Broad vs. Interest-Based: Which Facebook Ad Targeting Strategy Reigns Supreme for Indian Brands in 2026?

1/12/20267 min read

Broad vs. Interest-Based: Which Facebook Ad Targeting Strategy Reigns Supreme for Indian Brands in 2026?

The Great Targeting Shift: Why 2026 is Different


Remember the days when you could pinpoint a "25-year-old female living in South Delhi who likes Starbucks, Zara, and follows Pilates influencers"? In the early 2020s, that granular interest-based targeting was the holy grail for Indian D2C brands. But as we step into 2026, the landscape has undergone a tectonic shift. With the full integration of Meta’s Lattice architecture and the absolute dominance of Advantage+ AI, the debate between Broad and Interest-Based targeting has reached a fever pitch.

For Indian digital marketers and D2C brand owners, the stakes have never been higher. With over 500 million active social media users in India and a digital economy projected to hit $1 trillion, the cost of inefficient ad spend is a luxury no one can afford. The question isn't just about which button to click in Ads Manager; it’s about understanding how Meta’s AI "thinks" in 2026. This guide will dissect the pros, cons, and the ultimate winner in the Broad vs. Interest-Based showdown.

Understanding Broad Targeting in the AI Era

Broad targeting is exactly what it sounds like: you strip away the layers of interests, behaviors, and lookalikes. You specify the location (e.g., India), age, and gender, and then you step back. In 2026, Broad targeting is the "default" recommendation from Meta, powered by sophisticated machine learning that analyzes billions of data points in real-time.
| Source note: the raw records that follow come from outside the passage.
//! # Settings
//!
//! Layered configuration: `.env` (optional), then `config/default.toml`
//! (optional), then `KARMA__*` environment variables, e.g.
//! `KARMA__DATABASE__URL` or `KARMA__VOTING__RATE_LIMITS_ENABLED`.

use chrono::Duration;
use config::{Config, Environment, File, FileFormat};
use domains::CollectionName;
use secrecy::SecretString;
use serde::{Deserialize, Deserializer};
use services::VotingConfig;
use thiserror::Error;
use tracing::debug;

pub const ENV_PREFIX: &str = "KARMA";
pub const DEFAULT_CONFIG_PATH: &str = "config/default";

#[derive(Debug, Error)]
pub enum ConfigError {
    #[error("failed to load configuration: {0}")]
    Load(#[from] config::ConfigError),
    #[error("invalid value {value} for voting.{key}")]
    Invalid { key: &'static str, value: i64 },
}

fn secret_string<'de, D>(deserializer: D) -> Result<SecretString, D::Error>
where
    D: Deserializer<'de>,
{
    String::deserialize(deserializer).map(SecretString::from)
}

#[derive(Debug, Deserialize)]
pub struct Settings {
    pub database: DatabaseSettings,
    #[serde(default)]
    pub logging: LogSettings,
    #[serde(default)]
    pub voting: VotingSettings,
}

#[derive(Debug, Deserialize)]
pub struct DatabaseSettings {
    #[serde(deserialize_with = "secret_string")]
    pub url: SecretString,
    #[serde(default = "default_max_connections")]
    pub max_connections: u32,
}

fn default_max_connections() -> u32 {
    10
}

#[derive(Debug, Clone, Copy, Default, PartialEq, Eq, Deserialize)]
#[serde(rename_all = "lowercase")]
pub enum LogFormat {
    #[default]
    Plain,
    Json,
}

#[derive(Debug, Clone, PartialEq, Eq, Deserialize)]
#[serde(default)]
pub struct LogSettings {
    /// `EnvFilter` directive, overridden by `RUST_LOG` when set.
    pub level: String,
    pub format: LogFormat,
}

impl Default for LogSettings {
    fn default() -> Self {
        Self {
            level: "info".to_string(),
            format: LogFormat::Plain,
        }
    }
}

#[derive(Debug, Clone, PartialEq, Eq, Deserialize)]
#[serde(default)]
pub struct VotingSettings {
    pub rate_limits_enabled: bool,
    pub history_window_hours: i64,
    pub warning_cooldown_minutes: i64,
    pub search_indexed_collections: Vec<CollectionName>,
    pub rescore_inactive_after_days: i64,
}

impl Default for VotingSettings {
    fn default() -> Self {
        let engine = VotingConfig::default();
        Self {
            rate_limits_enabled: engine.rate_limits_enabled,
            history_window_hours: engine.history_window_hours,
            warning_cooldown_minutes: engine.warning_cooldown_minutes,
            search_indexed_collections: engine.search_indexed_collections,
            rescore_inactive_after_days: engine.rescore_inactive_after_days,
        }
    }
}

/// Rejects non-positive values and values too large to be a `chrono::Duration`.
fn check_duration(key: &'static str, value: i64, to_duration: fn(i64) -> Option<Duration>) -> Result<(), ConfigError> {
    if value <= 0 || to_duration(value).is_none() {
        return Err(ConfigError::Invalid { key, value });
    }
    Ok(())
}

impl VotingSettings {
    pub fn to_engine_config(&self) -> Result<VotingConfig, ConfigError> {
        check_duration("history_window_hours", self.history_window_hours, Duration::try_hours)?;
        check_duration("warning_cooldown_minutes", self.warning_cooldown_minutes, Duration::try_minutes)?;
        check_duration("rescore_inactive_after_days", self.rescore_inactive_after_days, Duration::try_days)?;
        Ok(VotingConfig {
            rate_limits_enabled: self.rate_limits_enabled,
            history_window_hours: self.history_window_hours,
            warning_cooldown_minutes: self.warning_cooldown_minutes,
            search_indexed_collections: self.search_indexed_collections.clone(),
            rescore_inactive_after_days: self.rescore_inactive_after_days,
        })
    }
}

fn environment() -> Environment {
    Environment::with_prefix(ENV_PREFIX)
        .prefix_separator("__")
        .separator("__")
        .list_separator(",")
        .with_list_parse_key("voting.search_indexed_collections")
        .try_parsing(true)
}

impl Settings {
    /// Loads settings from the default file location and the environment.
    pub fn load() -> Result<Self, ConfigError> {
        Self::load_from(DEFAULT_CONFIG_PATH)
    }

    pub fn load_from(path: &str) -> Result<Self, ConfigError> {
        if let Err(err) = dotenvy::dotenv() {
            debug!(error = %err, "no .env file loaded");
        }
        let settings = Config::builder()
            .add_source(File::with_name(path).required(false))
            .add_source(environment())
            .build()?
            .try_deserialize()?;
        Ok(settings)
    }

    /// Parses settings from TOML text alone, without files or environment.
    pub fn from_toml(text: &str) -> Result<Self, ConfigError> {
        let settings = Config::builder()
            .add_source(File::from_str(text, FileFormat::Toml))
            .build()?
            .try_deserialize()?;
        Ok(settings)
    }
}
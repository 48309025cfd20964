//! Voting, karma and rate-limiting engine.
//!
//! Everything here is written against the ports in `domains`; the crate holds
//! no storage of its own.

pub mod config;
pub mod karma;
pub mod ledger;
pub mod metrics;
pub mod power;
pub mod rate_limit;
pub mod rescore;
pub mod scoring;
pub mod voting;

pub use config::VotingConfig;
pub use karma::{KarmaPropagator, LoggingKarmaNotifier};
pub use ledger::{CancelledVotes, NewVote, VoteLedger};
pub use metrics::VoteMetrics;
pub use rate_limit::{default_rules, RateLimiter, VoteRateLimitRule};
pub use rescore::{RefreshSummary, ScoreRefresher};
pub use voting::{VoteRequest, VotingPorts, VotingService};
When you go Broad, you are essentially telling the algorithm, "I trust you to find my customer." The AI doesn't just look at who a person "is" based on their profile; it looks at their current intent, their recent scrolling behavior, the time they linger on a video, and even their purchase history across the entire Meta ecosystem. For an Indian brand selling high-end ethnic wear, a Broad strategy might reach a user who hasn't explicitly liked "Sabyasachi" but has spent the last three days watching reels about destination weddings in Udaipur.

The Case for Interest-Based Targeting: Is it Obsolete?

Interest-based targeting allows advertisers to define their audience based on specific hobbies, brand preferences, and consumer patterns. While some experts claimed interest targeting died with iOS 14, in 2026, it remains a specialized tool in a marketer’s kit, particularly for the Indian market where "niche" can still mean millions of people.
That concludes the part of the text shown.